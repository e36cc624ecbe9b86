//! Host platform (linux for example) utility functions

use std::path::PathBuf;

use uname;

/// Name of the environment variable pointing at the root of the software tree.
///
/// Parameter files are read from `$BIPED_SW_ROOT/params` and sessions are written into
/// `$BIPED_SW_ROOT/sessions`.
pub const SW_ROOT_ENV_VAR: &str = "BIPED_SW_ROOT";

/// Retrieve uname information.
pub fn get_uname() -> std::io::Result<uname::Info> {
    uname::uname()
}

/// Get the root directory of the software tree from the environment.
pub fn get_sw_root() -> Result<PathBuf, std::env::VarError> {
    std::env::var(SW_ROOT_ENV_VAR).map(PathBuf::from)
}
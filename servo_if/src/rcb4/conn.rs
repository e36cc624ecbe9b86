//! Serial connection to the RCB-4 controller

// ------------------------------------------------------------------------------------------------
// IMPORTS
// ------------------------------------------------------------------------------------------------

use std::io::{self, Read, Write};
use std::time::Duration;

use log::{debug, info, trace};
use serde::Deserialize;
use serialport::{ClearBuffer, DataBits, Parity, SerialPort, StopBits};

use super::{parse_reply, Command, CommandKind, REPLY_LEN};
use crate::bus::{BusError, ServoBus};

// ------------------------------------------------------------------------------------------------
// STRUCTS
// ------------------------------------------------------------------------------------------------

/// Parameters of the serial link to the controller.
#[derive(Debug, Clone, Deserialize)]
#[serde(default)]
pub struct BusParams {
    /// Path of the serial device.
    pub port: String,

    /// Baud rate of the link.
    pub baud_rate: u32,

    /// Maximum time to wait for the controller to reply.
    ///
    /// Units: milliseconds
    pub timeout_ms: u64,
}

/// A servo bus backed by an RCB-4 controller on a byte stream, normally a serial port.
pub struct Rcb4Bus<P> {
    port: Option<P>,
}

// ------------------------------------------------------------------------------------------------
// TRAITS
// ------------------------------------------------------------------------------------------------

/// Byte stream the controller is reached over.
pub trait BusPort: Read + Write {
    /// Discard any bytes received but not yet read.
    fn clear_input(&mut self) -> io::Result<()>;
}

// ------------------------------------------------------------------------------------------------
// IMPLS
// ------------------------------------------------------------------------------------------------

impl Default for BusParams {
    fn default() -> Self {
        Self {
            port: String::from("/dev/ttyUSB0"),
            baud_rate: 115_200,
            timeout_ms: 500,
        }
    }
}

impl BusPort for Box<dyn SerialPort> {
    fn clear_input(&mut self) -> io::Result<()> {
        self.clear(ClearBuffer::Input).map_err(io::Error::from)
    }
}

impl Rcb4Bus<Box<dyn SerialPort>> {
    /// Open the serial port and check the controller is answering.
    pub fn connect(params: &BusParams) -> Result<Self, BusError> {
        info!("Opening {} at {} baud", params.port, params.baud_rate);

        let port = serialport::new(params.port.as_str(), params.baud_rate)
            .data_bits(DataBits::Eight)
            .parity(Parity::Even)
            .stop_bits(StopBits::One)
            .timeout(Duration::from_millis(params.timeout_ms))
            .open()
            .map_err(BusError::OpenError)?;

        let mut bus = Self::from_port(port);
        bus.ping()?;

        info!("Controller on {} acknowledged", params.port);

        Ok(bus)
    }
}

impl<P> Rcb4Bus<P>
where
    P: BusPort,
{
    /// Wrap an already open port.
    pub fn from_port(port: P) -> Self {
        Self { port: Some(port) }
    }

    /// Send an `Ack` command and wait for the controller to acknowledge it.
    pub fn ping(&mut self) -> Result<(), BusError> {
        self.transmit(&Command::new(CommandKind::Ack))
    }

    /// Returns true until the bus has been disconnected.
    pub fn connected(&self) -> bool {
        self.port.is_some()
    }

    /// Write a frame and read back the controller's reply.
    fn exchange(&mut self, cmd_code: u8, frame: &[u8]) -> Result<(), BusError> {
        let port = self.port.as_mut().ok_or(BusError::Disconnected)?;

        // A late reply to an earlier exchange would shift this one
        port.clear_input().map_err(BusError::IoError)?;

        trace!("TX {:02X?}", frame);
        port.write_all(frame).map_err(BusError::IoError)?;
        port.flush().map_err(BusError::IoError)?;

        let mut reply = [0u8; REPLY_LEN];
        port.read_exact(&mut reply).map_err(BusError::IoError)?;
        trace!("RX {:02X?}", reply);

        parse_reply(cmd_code, &reply)
    }
}

impl<P> ServoBus for Rcb4Bus<P>
where
    P: BusPort,
{
    fn transmit(&mut self, cmd: &Command) -> Result<(), BusError> {
        if !self.connected() {
            return Err(BusError::Disconnected);
        }

        let frame = cmd.encode()?;
        self.exchange(cmd.kind().code(), &frame)
    }

    fn disconnect(&mut self) {
        // Dropping the port closes it
        if self.port.take().is_some() {
            debug!("Serial port released");
        }
    }
}
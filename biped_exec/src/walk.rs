//! # Walk loop
//!
//! Moves the robot into its stance and then streams the gait cycle to the bus until interrupted
//! or until a posture fails to dispatch. The bus is released on every exit path.

// ------------------------------------------------------------------------------------------------
// IMPORTS
// ------------------------------------------------------------------------------------------------

use std::sync::atomic::{AtomicBool, Ordering};
use std::time::Duration;

use log::{error, info, warn};
use servo_if::ServoBus;
use util::module::State;

use crate::dispatch::{dispatch, DispatchError, Pacer};
use crate::walk_ctrl::{WalkCtrl, WalkCtrlError};

// ------------------------------------------------------------------------------------------------
// ENUMS
// ------------------------------------------------------------------------------------------------

/// How a walk that didn't fail came to an end.
#[derive(Debug, Clone, Copy, PartialEq, Eq)]
pub enum WalkExit {
    /// The stop flag was raised, normally by Ctrl-C.
    Interrupted {
        /// Number of postures dispatched while walking.
        ticks: u64,
    },
}

#[derive(thiserror::Error, Debug)]
pub enum WalkError {
    #[error("Could not reach the initial stance: {0}")]
    StanceFailed(DispatchError),

    #[error("Command error at tick {tick} (phase {phase}): {source}")]
    DispatchFailed {
        tick: u64,
        phase: usize,
        source: DispatchError,
    },

    #[error("Walk control error: {0}")]
    WalkCtrlError(#[from] WalkCtrlError),
}

// ------------------------------------------------------------------------------------------------
// FUNCTIONS
// ------------------------------------------------------------------------------------------------

/// Dispatch the stance posture.
pub fn stand<B, P>(bus: &mut B, ctrl: &WalkCtrl, pacer: &mut P) -> Result<(), WalkError>
where
    B: ServoBus + ?Sized,
    P: Pacer + ?Sized,
{
    info!("Moving to initial stance...");

    dispatch(bus, ctrl.home()?, pacer).map_err(|e| {
        error!("Stance failed: {}", e);
        WalkError::StanceFailed(e)
    })
}

/// Stream the gait cycle to the bus until `stop` is raised or a dispatch fails.
///
/// There is no retry, the first failed dispatch ends the walk.
pub fn walk<B, P>(
    bus: &mut B,
    ctrl: &mut WalkCtrl,
    pacer: &mut P,
    stop: &AtomicBool,
) -> Result<WalkExit, WalkError>
where
    B: ServoBus + ?Sized,
    P: Pacer + ?Sized,
{
    let mut ticks = 0;

    loop {
        if stop.load(Ordering::Relaxed) {
            warn!("Walk interrupted after {} postures", ticks);
            return Ok(WalkExit::Interrupted { ticks });
        }

        let (output, report) = ctrl.proc(&())?;

        if let Err(e) = dispatch(bus, &output.posture, pacer) {
            error!("Command error at phase {}: {}", output.phase, e);
            return Err(WalkError::DispatchFailed {
                tick: report.tick,
                phase: output.phase,
                source: e,
            });
        }

        ticks += 1;
    }
}

/// Stand, settle, then walk, releasing the bus however the walk ends.
pub fn run<B, P>(
    bus: &mut B,
    ctrl: &mut WalkCtrl,
    pacer: &mut P,
    stop: &AtomicBool,
    settle: Duration,
) -> Result<WalkExit, WalkError>
where
    B: ServoBus + ?Sized,
    P: Pacer + ?Sized,
{
    let result = if stop.load(Ordering::Relaxed) {
        warn!("Stopped before reaching the stance");
        Ok(WalkExit::Interrupted { ticks: 0 })
    }
    else {
        stand(bus, ctrl, pacer).and_then(|_| {
            pacer.hold(settle);

            info!("Walking start... (Press Ctrl+C to stop)");
            walk(bus, ctrl, pacer, stop)
        })
    };

    bus.disconnect();
    info!("Bus released");

    result
}

#[cfg(test)]
mod test {
    use super::*;
    use crate::gait::GaitParams;
    use crate::joints::HEAD;
    use crate::test_util::{MockBus, RecordingPacer};
    use crate::walk_ctrl::Params;
    use std::sync::atomic::AtomicBool;

    /// Raises the stop flag during the settle time, the second hold.
    struct StoppingPacer<'a> {
        stop: &'a AtomicBool,
        holds: usize,
    }

    impl Pacer for StoppingPacer<'_> {
        fn hold(&mut self, _: Duration) {
            self.holds += 1;
            if self.holds == 2 {
                self.stop.store(true, Ordering::Relaxed);
            }
        }
    }

    fn ctrl(goal: i64) -> WalkCtrl {
        WalkCtrl::new(Params {
            cycles_to_goal: goal,
            settle_time_s: 0.0,
            gait: GaitParams::default(),
        })
        .unwrap()
    }

    #[test]
    fn test_stance_failure_releases_bus() {
        let mut bus = MockBus::failing_at(0);
        let mut pacer = RecordingPacer::default();
        let stop = AtomicBool::new(false);

        let res = run(&mut bus, &mut ctrl(70), &mut pacer, &stop, Duration::from_secs(1));

        assert!(matches!(res, Err(WalkError::StanceFailed(_))));
        assert_eq!(bus.transmits, 1);
        assert_eq!(bus.disconnects, 1);
        // Neither the hold nor the settle time were waited for
        assert!(pacer.holds.is_empty());
    }

    #[test]
    fn test_mid_gait_failure_stops_walk() {
        // Stance, then 9 walking postures, then the 10th walking posture fails
        let mut bus = MockBus::failing_at(10);
        let mut pacer = RecordingPacer::default();
        let stop = AtomicBool::new(false);

        let res = run(&mut bus, &mut ctrl(70), &mut pacer, &stop, Duration::from_secs(1));

        match res {
            Err(WalkError::DispatchFailed { tick, phase, .. }) => {
                assert_eq!(tick, 9);
                assert_eq!(phase, 9 % 4);
            }
            other => panic!("Expected a dispatch failure, got {:?}", other),
        }

        // No dispatch attempted after the failure, bus released once
        assert_eq!(bus.transmits, 11);
        assert_eq!(bus.sent.len(), 10);
        assert_eq!(bus.disconnects, 1);

        // Stance hold, settle, then one hold per successful walking posture
        assert_eq!(pacer.holds.len(), 1 + 1 + 9);
        assert_eq!(pacer.holds[1], Duration::from_secs(1));
    }

    #[test]
    fn test_walk_replays_triangle_wave() {
        let goal = 6;
        let mut walker = ctrl(goal);
        let gait = walker.gait().unwrap().clone();

        // Fail after 20 walking postures to end the loop
        let mut bus = MockBus::failing_at(20);
        let mut pacer = RecordingPacer::default();
        let stop = AtomicBool::new(false);

        let res = walk(&mut bus, &mut walker, &mut pacer, &stop);
        assert!(matches!(res, Err(WalkError::DispatchFailed { tick: 20, .. })));

        // progress: 0 1 2 3 4 5 6 5 4 3 2 1 0 1 2 3 4 5 6 5
        let expected_phases = [0, 1, 2, 3, 0, 1, 2, 1, 0, 3, 2, 1, 0, 1, 2, 3, 0, 1, 2, 1];
        assert_eq!(bus.sent.len(), expected_phases.len());

        for (cmd, phase) in bus.sent.iter().zip(expected_phases.iter()) {
            let expected = crate::dispatch::build_command(gait.cycle.phase(*phase)).unwrap();
            assert_eq!(*cmd, expected);
            assert!(cmd.target(HEAD.0).is_some());
        }
    }

    #[test]
    fn test_interrupt_releases_bus() {
        let mut bus = MockBus::default();
        let mut pacer = RecordingPacer::default();
        let stop = AtomicBool::new(true);

        let res = run(&mut bus, &mut ctrl(70), &mut pacer, &stop, Duration::from_millis(0));

        assert_eq!(res.unwrap(), WalkExit::Interrupted { ticks: 0 });
        // Nothing moved, but the bus is still released
        assert!(bus.sent.is_empty());
        assert!(pacer.holds.is_empty());
        assert_eq!(bus.disconnects, 1);
    }

    #[test]
    fn test_interrupt_during_settle_skips_walk() {
        let mut bus = MockBus::default();
        let stop = AtomicBool::new(false);
        let mut pacer = StoppingPacer { stop: &stop, holds: 0 };

        let res = run(&mut bus, &mut ctrl(70), &mut pacer, &stop, Duration::from_secs(1));

        assert_eq!(res.unwrap(), WalkExit::Interrupted { ticks: 0 });
        // Stance only, then the stance hold and the settle time
        assert_eq!(bus.sent.len(), 1);
        assert_eq!(pacer.holds, 2);
        assert_eq!(bus.disconnects, 1);
    }
}
//! Session management

// ---------------------------------------------------------------------------
// IMPORTS
// ---------------------------------------------------------------------------

// External imports
use chrono::{DateTime, Utc};
use conquer_once::OnceCell;
use erased_serde::Serialize;
use log::{info, warn};
use std::fs::{self, OpenOptions};
use std::path::{Path, PathBuf};
use std::sync::atomic::{AtomicBool, Ordering};
use std::sync::mpsc::{channel, Receiver, RecvTimeoutError, Sender};
use std::sync::Arc;
use std::thread::{self, JoinHandle};
use std::time::Duration;
use thiserror::Error;

// Internal imports
use crate::time;

// ---------------------------------------------------------------------------
// STATICS
// ---------------------------------------------------------------------------

static SESSION_EPOCH: OnceCell<DateTime<Utc>> = OnceCell::uninit();

// ---------------------------------------------------------------------------
// CONSTANTS
// ---------------------------------------------------------------------------

/// A chrono format string which diplays a timestamp. See
/// https://docs.rs/chrono/0.4.11/chrono/format/strftime/index.html for more
/// information.
const TIMESTAMP_FORMAT: &str = "%Y%m%d_%H%M%S";

/// How long the save thread waits for new data before checking the stop flag.
const SAVE_POLL_PERIOD: Duration = Duration::from_millis(50);

// ---------------------------------------------------------------------------
// DATA STRUCTURES
// ---------------------------------------------------------------------------

type SaveItem = (PathBuf, Box<dyn Serialize + Send>);

/// A struct storing information about the current session
pub struct Session {
    /// The root directory for this session
    pub session_root: PathBuf,

    /// The path to the session's log file
    pub log_file_path: PathBuf,

    save_sender: Sender<SaveItem>,

    save_stop: Arc<AtomicBool>,

    save_thread: Option<JoinHandle<()>>,
}

// ---------------------------------------------------------------------------
// ENUMERATIONS
// ---------------------------------------------------------------------------

/// Possible errors associated with the session module.
#[derive(Error, Debug)]
pub enum SessionError {
    #[error("The software root environment variable (BIPED_SW_ROOT) is not set")]
    SwRootNotSet,

    #[error("Cannot create the session directory: {0}")]
    CannotCreateDir(std::io::Error),

    #[error(
        "Cannot initialise the session epoch, have you already initialised the \
         session? (conquer_once error: {0})"
    )]
    CannotInitEpoch(conquer_once::TryInitError),

    #[error("Cannot get the epoch time, did you forget to initialise the session?")]
    CannotGetEpoch,
}

// ---------------------------------------------------------------------------
// IMPLEMENTATIONS
// ---------------------------------------------------------------------------

impl Session {
    /// Start a new session within the given directory of the software root.
    ///
    /// This will create a new session directory named `{exec_name}_{timestamp}`
    pub fn new(exec_name: &str, sessions_dir: &str) -> Result<Self, SessionError> {
        // Get the root directory
        let mut root = crate::host::get_sw_root().map_err(|_| SessionError::SwRootNotSet)?;
        root.push(sessions_dir);

        Self::in_dir(exec_name, root)
    }

    /// Start a new session inside an explicit sessions directory.
    ///
    /// Only one session may be started per process, as the session epoch is global.
    pub fn in_dir<P: AsRef<Path>>(exec_name: &str, sessions_dir: P) -> Result<Self, SessionError> {
        // Set the session epoch
        SESSION_EPOCH
            .try_init_once(Utc::now)
            .map_err(SessionError::CannotInitEpoch)?;

        // Format the session epoch as a timestamp
        let timestamp = match SESSION_EPOCH.get() {
            Some(e) => e.format(TIMESTAMP_FORMAT),
            None => return Err(SessionError::CannotGetEpoch),
        };

        // Create the session directory
        let path = sessions_dir
            .as_ref()
            .join(format!("{}_{}", exec_name, timestamp));
        fs::create_dir_all(&path).map_err(SessionError::CannotCreateDir)?;

        let log_file_path = path.join(format!("{}.log", exec_name));

        // Spawn the background save thread
        let (tx, rx) = channel();
        let save_stop = Arc::new(AtomicBool::new(false));
        let session_root = path.clone();
        let stop = save_stop.clone();
        let save_thread = thread::spawn(move || save_thread(stop, session_root, rx));

        Ok(Session {
            session_root: path,
            log_file_path,
            save_sender: tx,
            save_stop,
            save_thread: Some(save_thread),
        })
    }

    /// Exit the session, waiting for the save thread to finish any pending actions
    pub fn exit(mut self) {
        self.save_stop.store(true, Ordering::Relaxed);

        info!("Stopping save thread");

        if let Some(handle) = self.save_thread.take() {
            if handle.join().is_err() {
                warn!("Save thread panicked before exiting");
            }
        }

        info!("Save thread exited");
    }

    /// Saves the given data to the given session-relative path in a background thread.
    ///
    /// Only `.json` paths are currently supported.
    pub fn save<P: AsRef<Path>, T: Serialize + Send + 'static>(&self, path: P, data: T) {
        if let Err(e) = self
            .save_sender
            .send((path.as_ref().to_path_buf(), Box::new(data)))
        {
            warn!(
                "Could not send data to be saved to path {:?}: {}",
                path.as_ref(),
                e
            )
        }
    }
}

// ---------------------------------------------------------------------------
// PUBLIC FUNCTIONS
// ---------------------------------------------------------------------------

/// Get the number of seconds elapsed since the start of the session.
///
/// # Panics
/// - This function will panic if the session epoch has not been
///   initialised, which is performed on creating a new Session instance.
pub fn get_elapsed_seconds() -> f64 {
    match SESSION_EPOCH.get() {
        Some(e) => time::duration_to_seconds(Utc::now() - *e).unwrap_or(std::f64::NAN),
        None => panic!("Cannot get the session epoch!"),
    }
}

/// Return a reference to the session's epoch.
///
/// # Panics
/// - This function will panic if the session epoch has not been
///   initialised, which is performed on creating a new Session instance.
pub fn get_epoch() -> &'static DateTime<Utc> {
    match SESSION_EPOCH.get() {
        Some(e) => e,
        None => panic!("Cannot get the session epoch!"),
    }
}

// -----------------------------------------------------------------------------------------------
// PRIVATE FUNCTIONS
// -----------------------------------------------------------------------------------------------

fn save_thread(stop: Arc<AtomicBool>, session_root: PathBuf, receiver: Receiver<SaveItem>) {
    loop {
        match receiver.recv_timeout(SAVE_POLL_PERIOD) {
            Ok((path, data)) => write_item(&session_root.join(path), data),
            // Once stop is raised the queue is drained before exiting
            Err(RecvTimeoutError::Timeout) => {
                if stop.load(Ordering::Relaxed) {
                    while let Ok((path, data)) = receiver.try_recv() {
                        write_item(&session_root.join(path), data);
                    }
                    break;
                }
            }
            Err(RecvTimeoutError::Disconnected) => break,
        }
    }
}

fn write_item(full_path: &Path, data: Box<dyn Serialize + Send>) {
    match full_path.extension().and_then(|s| s.to_str()) {
        Some("json") => {
            // Create the parent path if needed
            let parent = match full_path.parent() {
                Some(p) => p,
                None => {
                    warn!("Couldn't find parent directory for {:?}", full_path);
                    return;
                }
            };
            if let Err(e) = fs::create_dir_all(parent) {
                warn!("Couldn't create parent directory for {:?}: {}", full_path, e);
                return;
            }

            let file = match OpenOptions::new()
                .write(true)
                .truncate(true)
                .create(true)
                .open(full_path)
            {
                Ok(f) => f,
                Err(e) => {
                    warn!("Couldn't create file {:?}: {}", full_path, e);
                    return;
                }
            };

            if let Err(e) = serde_json::to_writer_pretty(&file, &data) {
                warn!("Couldn't serialize data for file {:?}: {}", full_path, e);
            }
        }
        ext => warn!(
            "Unrecognised file path extension for {:?} (got {:?})",
            full_path, ext
        ),
    }
}

#[cfg(test)]
mod test {
    use super::*;

    #[test]
    fn test_session_save() {
        let dir = tempfile::tempdir().unwrap();

        let session = Session::in_dir("test_exec", dir.path()).unwrap();
        assert!(session.session_root.starts_with(dir.path()));
        assert!(session.log_file_path.ends_with("test_exec.log"));

        session.save("arch/numbers.json", vec![1, 2, 3]);
        session.save("ignored.csv", 4);

        let root = session.session_root.clone();
        session.exit();

        let saved = fs::read_to_string(root.join("arch/numbers.json")).unwrap();
        let numbers: Vec<i32> = serde_json::from_str(&saved).unwrap();
        assert_eq!(numbers, vec![1, 2, 3]);
        assert!(!root.join("ignored.csv").exists());

        // Only one session can exist per process
        assert!(matches!(
            Session::in_dir("test_exec", dir.path()),
            Err(SessionError::CannotInitEpoch(_))
        ));
    }
}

········

When a line in the listing has the word "environment", return that line.

/// Name of the environment variable pointing at the root of the software tree.
/// Get the root directory of the software tree from the environment.
    #[error("The software root environment variable (BIPED_SW_ROOT) is not set")]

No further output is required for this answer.